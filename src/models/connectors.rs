//! Connector traits, one per channel.
//!
//! Implementations validate their own inputs and wrap every provider or
//! storage failure in a [`MessagingError`](crate::error::MessagingError).

use async_trait::async_trait;

use crate::error::MessagingResult;

use super::types::{EmailRecipient, EmailTemplate};

#[cfg_attr(test, mockall::automock)]
#[async_trait]
pub trait EmailConnector: Send + Sync {
    /// Send one HTML email to every recipient
    async fn send_custom_email(
        &self,
        sender: &str,
        recipients: &[String],
        subject: &str,
        content: &str,
    ) -> MessagingResult<bool>;
}

/// Provider-side templates and bulk sending
#[cfg_attr(test, mockall::automock)]
#[async_trait]
pub trait EmailTemplateConnector: Send + Sync {
    async fn create_template(&self, template: &EmailTemplate) -> MessagingResult<bool>;

    async fn delete_template(&self, name: &str) -> MessagingResult<bool>;

    /// Send a stored template to every recipient with per-recipient replacements
    async fn send_massive_email(
        &self,
        sender: &str,
        template_name: &str,
        recipients: &[EmailRecipient],
    ) -> MessagingResult<bool>;
}

#[cfg_attr(test, mockall::automock)]
#[async_trait]
pub trait SmsConnector: Send + Sync {
    async fn send_sms(&self, phone_number: &str, message: &str) -> MessagingResult<bool>;
}

#[cfg_attr(test, mockall::automock)]
#[async_trait]
pub trait PushNotificationConnector: Send + Sync {
    /// Register a device token with an application and return the device address
    async fn register_device(&self, application_id: &str, device_token: &str)
        -> MessagingResult<String>;

    async fn send_single_push_notification(
        &self,
        device_address: &str,
        title: &str,
        message: &str,
    ) -> MessagingResult<bool>;
}

/// Platform applications and topics, cloud providers only
#[cfg_attr(test, mockall::automock)]
#[async_trait]
pub trait PushTopicConnector: Send + Sync {
    /// Resolve or create a platform application and return its address
    async fn create_platform_application(
        &self,
        app_name: &str,
        platform_type: &str,
        platform_credentials: &str,
    ) -> MessagingResult<String>;

    /// Resolve or create a topic and return its address
    async fn create_topic(&self, topic_name: &str) -> MessagingResult<String>;

    async fn subscribe_to_topic(
        &self,
        topic_address: &str,
        device_address: &str,
    ) -> MessagingResult<bool>;

    async fn publish_to_topic(
        &self,
        topic_address: &str,
        title: &str,
        message: &str,
    ) -> MessagingResult<bool>;
}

════════════════

PROBLEM:
All of the records should be repeated precisely as written.

RESULT OF THE EXERCISE:
filename src/models/connectors.rs
//! Connector traits, one per channel.
//!
//! Implementations validate their own inputs and wrap every provider or
//! storage failure in a [`MessagingError`](crate::error::MessagingError).

use async_trait::async_trait;

use crate::error::MessagingResult;

use super::types::{EmailRecipient, EmailTemplate};

#[cfg_attr(test, mockall::automock)]
#[async_trait]
pub trait EmailConnector: Send + Sync {
    /// Send one HTML email to every recipient
    async fn send_custom_email(
        &self,
        sender: &str,
        recipients: &[String],
        subject: &str,
        content: &str,
    ) -> MessagingResult<bool>;
}

/// Provider-side templates and bulk sending
#[cfg_attr(test, mockall::automock)]
#[async_trait]
pub trait EmailTemplateConnector: Send + Sync {
    async fn create_template(&self, template: &EmailTemplate) -> MessagingResult<bool>;

    async fn delete_template(&self, name: &str) -> MessagingResult<bool>;

    /// Send a stored template to every recipient with per-recipient replacements
    async fn send_massive_email(
        &self,
        sender: &str,
        template_name: &str,
        recipients: &[EmailRecipient],
    ) -> MessagingResult<bool>;
}

#[cfg_attr(test, mockall::automock)]
#[async_trait]
pub trait SmsConnector: Send + Sync {
    async fn send_sms(&self, phone_number: &str, message: &str) -> MessagingResult<bool>;
}

#[cfg_attr(test, mockall::automock)]
#[async_trait]
pub trait PushNotificationConnector: Send + Sync {
    /// Register a device token with an application and return the device address
    async fn register_device(&self, application_id: &str, device_token: &str)
        -> MessagingResult<String>;

    async fn send_single_push_notification(
        &self,
        device_address: &str,
        title: &str,
        message: &str,
    ) -> MessagingResult<bool>;
}

/// Platform applications and topics, cloud providers only
#[cfg_attr(test, mockall::automock)]
#[async_trait]
pub trait PushTopicConnector: Send + Sync {
    /// Resolve or create a platform application and return its address
    async fn create_platform_application(
        &self,
        app_name: &str,
        platform_type: &str,
        platform_credentials: &str,
    ) -> MessagingResult<String>;

    /// Resolve or create a topic and return its address
    async fn create_topic(&self, topic_name: &str) -> MessagingResult<String>;

    async fn subscribe_to_topic(
        &self,
        topic_address: &str,
        device_address: &str,
    ) -> MessagingResult<bool>;

    async fn publish_to_topic(
        &self,
        topic_address: &str,
        title: &str,
        message: &str,
    ) -> MessagingResult<bool>;
}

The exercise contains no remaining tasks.